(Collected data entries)
::::::::

//! Interactive chat REPL.

use super::Context;
use crate::render::TerminalRenderer;
use anyhow::Result;
use colored::Colorize;
use daydream_application::{ChatSession, TurnOutcome};
use daydream_core::image::normalize_image_url;
use rustyline::completion::{Completer, Pair};
use rustyline::error::ReadlineError;
use rustyline::highlight::Highlighter;
use rustyline::hint::Hinter;
use rustyline::validate::Validator;
use rustyline::{Editor, Helper};
use std::borrow::Cow::{self, Borrowed, Owned};
use std::io::Write;

const COMMANDS: [&str; 5] = ["/image", "/attach", "/clear", "/help", "/quit"];

/// Completion, highlighting and hints for slash commands.
#[derive(Clone, Default)]
struct ReplHelper;

impl Helper for ReplHelper {}

impl Completer for ReplHelper {
    type Candidate = Pair;

    fn complete(
        &self,
        line: &str,
        pos: usize,
        _ctx: &rustyline::Context<'_>,
    ) -> rustyline::Result<(usize, Vec<Pair>)> {
        let line = &line[..pos];
        if !line.starts_with('/') || line.contains(' ') {
            return Ok((0, vec![]));
        }

        let candidates = COMMANDS
            .iter()
            .filter(|cmd| cmd.starts_with(line))
            .map(|cmd| Pair {
                display: cmd.to_string(),
                replacement: format!("{} ", cmd),
            })
            .collect();
        Ok((0, candidates))
    }
}

impl Highlighter for ReplHelper {
    fn highlight<'l>(&self, line: &'l str, _pos: usize) -> Cow<'l, str> {
        if line.starts_with('/') {
            Owned(line.bright_cyan().to_string())
        } else {
            Borrowed(line)
        }
    }

    fn highlight_char(&self, _line: &str, _pos: usize, _forced: bool) -> bool {
        true
    }
}

impl Hinter for ReplHelper {
    type Hint = String;

    fn hint(&self, line: &str, pos: usize, _ctx: &rustyline::Context<'_>) -> Option<String> {
        let line = &line[..pos];
        if !line.starts_with('/') || line.contains(' ') {
            return None;
        }
        COMMANDS
            .iter()
            .find(|cmd| cmd.starts_with(line) && cmd.len() > line.len())
            .map(|cmd| cmd[line.len()..].to_string())
    }
}

impl Validator for ReplHelper {}

/// One line of REPL input.
#[derive(Debug, PartialEq, Eq)]
enum ReplCommand<'a> {
    Quit,
    Clear,
    Help,
    /// `/attach <url>`; an empty argument removes the attachment.
    Attach(&'a str),
    Unknown(&'a str),
    /// Text for the assistant, including `/image` requests.
    Say(&'a str),
}

impl<'a> ReplCommand<'a> {
    fn parse(line: &'a str) -> Self {
        let line = line.trim();
        if line == "quit" || line == "exit" {
            return Self::Quit;
        }
        let Some(rest) = line.strip_prefix('/') else {
            return Self::Say(line);
        };

        let (name, argument) = rest.split_once(char::is_whitespace).unwrap_or((rest, ""));
        match name {
            "quit" | "exit" => Self::Quit,
            "clear" => Self::Clear,
            "help" => Self::Help,
            "attach" => Self::Attach(argument.trim()),
            "image" => Self::Say(line),
            _ => Self::Unknown(name),
        }
    }
}

fn print_help() {
    println!("{}", "/image <prompt>   generate an image".bright_black());
    println!(
        "{}",
        "/attach <url>     attach a photo to the next message (no url to remove)".bright_black()
    );
    println!("{}", "/clear            forget this conversation".bright_black());
    println!("{}", "/quit             leave (Ctrl-D works too)".bright_black());
    println!(
        "{}",
        "Ctrl-C while a reply is streaming stops it.".bright_black()
    );
}

pub async fn run(ctx: &Context, no_stream: bool) -> Result<()> {
    let mut config = ctx.config()?;
    if no_stream {
        config.streaming = false;
    }
    let identity = ctx.identity();
    let factory = ctx.factory(config)?;

    println!("{}", "=== Daydream ===".bright_magenta().bold());
    if identity.is_fallback() {
        println!(
            "{}",
            format!(
                "Chatting as the shared identity '{}'. Run `daydream login <id>` to keep your own history.",
                identity.user_id
            )
            .yellow()
        );
    }

    let mut session = factory
        .open_session(&identity.user_id, TerminalRenderer)
        .await;
    for unit in session.conversation().display_units() {
        println!("{}", unit);
    }
    println!(
        "{}",
        format!(
            "Signed in as {} ({} history). Type /help for commands.",
            identity.user_id,
            session.history_backend()
        )
        .bright_black()
    );
    println!();

    let mut rl = Editor::new()?;
    rl.set_helper(Some(ReplHelper));

    loop {
        let prompt = if session.attachment().is_some() { "📎>> " } else { ">> " };
        match rl.readline(prompt) {
            Ok(line) => {
                if line.trim().is_empty() {
                    continue;
                }
                let _ = rl.add_history_entry(line.trim());

                match ReplCommand::parse(&line) {
                    ReplCommand::Quit => break,
                    ReplCommand::Help => print_help(),
                    ReplCommand::Clear => {
                        let status = session.clear().await;
                        if status.ok {
                            println!("{}", "🧹 Conversation cleared".bright_black());
                        } else {
                            eprintln!("{}", "Conversation cleared, but the history store did not confirm".red());
                        }
                    }
                    ReplCommand::Attach("") => {
                        session.attach(None);
                        println!("{}", "Attachment removed".bright_black());
                    }
                    ReplCommand::Attach(raw) => {
                        match normalize_image_url(raw, factory.config().origin()) {
                            Some(image) => {
                                println!("{}", format!("📎 Attached {}", image).bright_black());
                                session.attach(Some(image));
                            }
                            None => eprintln!("{}", "Not a usable image URL".red()),
                        }
                    }
                    ReplCommand::Unknown(name) => {
                        println!("{}", format!("Unknown command /{}", name).bright_black());
                    }
                    ReplCommand::Say(text) => run_turn(&mut session, text).await,
                }
            }
            Err(ReadlineError::Interrupted) => {
                println!("{}", "CTRL-C detected. Type /quit to exit.".yellow());
            }
            Err(ReadlineError::Eof) => break,
            Err(err) => {
                eprintln!("{}", format!("Error: {:?}", err).red());
                break;
            }
        }
    }

    let status = session.shutdown().await;
    if !status.ok {
        eprintln!("{}", "The last history save failed".red());
    }
    println!("{}", "Goodbye!".bright_green());
    Ok(())
}

/// Sends one message, printing the reply as it streams in.
async fn run_turn(session: &mut ChatSession<TerminalRenderer>, text: &str) {
    // Ctrl-C is delivered as a signal while a reply is streaming, since
    // rustyline only owns the terminal during `readline`.
    let interrupter = session.interrupter();
    let ctrl_c = tokio::spawn(async move {
        if tokio::signal::ctrl_c().await.is_ok() {
            interrupter.interrupt();
        }
    });

    let mut stdout = std::io::stdout();
    let mut streamed = false;
    let outcome = session
        .send(text, |delta| {
            if !streamed {
                print!("{} ", TerminalRenderer::assistant_label());
                streamed = true;
            }
            print!("{}", delta.bright_blue());
            let _ = stdout.flush();
        })
        .await;
    ctrl_c.abort();

    if streamed {
        println!();
    }
    match outcome {
        TurnOutcome::Completed { .. } | TurnOutcome::Skipped => {}
        TurnOutcome::Cancelled => println!("{}", "(interrupted)".bright_black()),
        TurnOutcome::Failed { .. } => {
            if let Some(notice) = session.conversation().trailing_unit() {
                println!("{}", notice);
            }
        }
        TurnOutcome::Image { .. } => {
            // Acknowledgement followed by the image unit.
            let units = session.conversation().display_units();
            for unit in &units[units.len().saturating_sub(2)..] {
                println!("{}", unit);
            }
        }
    }
}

::::::::

• WORK TO BE COMPLETED
Please find all lines of the entries that hold the string "bool" and copy them.

• ANSWER TO THIS TASK
    fn highlight_char(&self, _line: &str, _pos: usize, _forced: bool) -> bool {
pub async fn run(ctx: &Context, no_stream: bool) -> Result<()> {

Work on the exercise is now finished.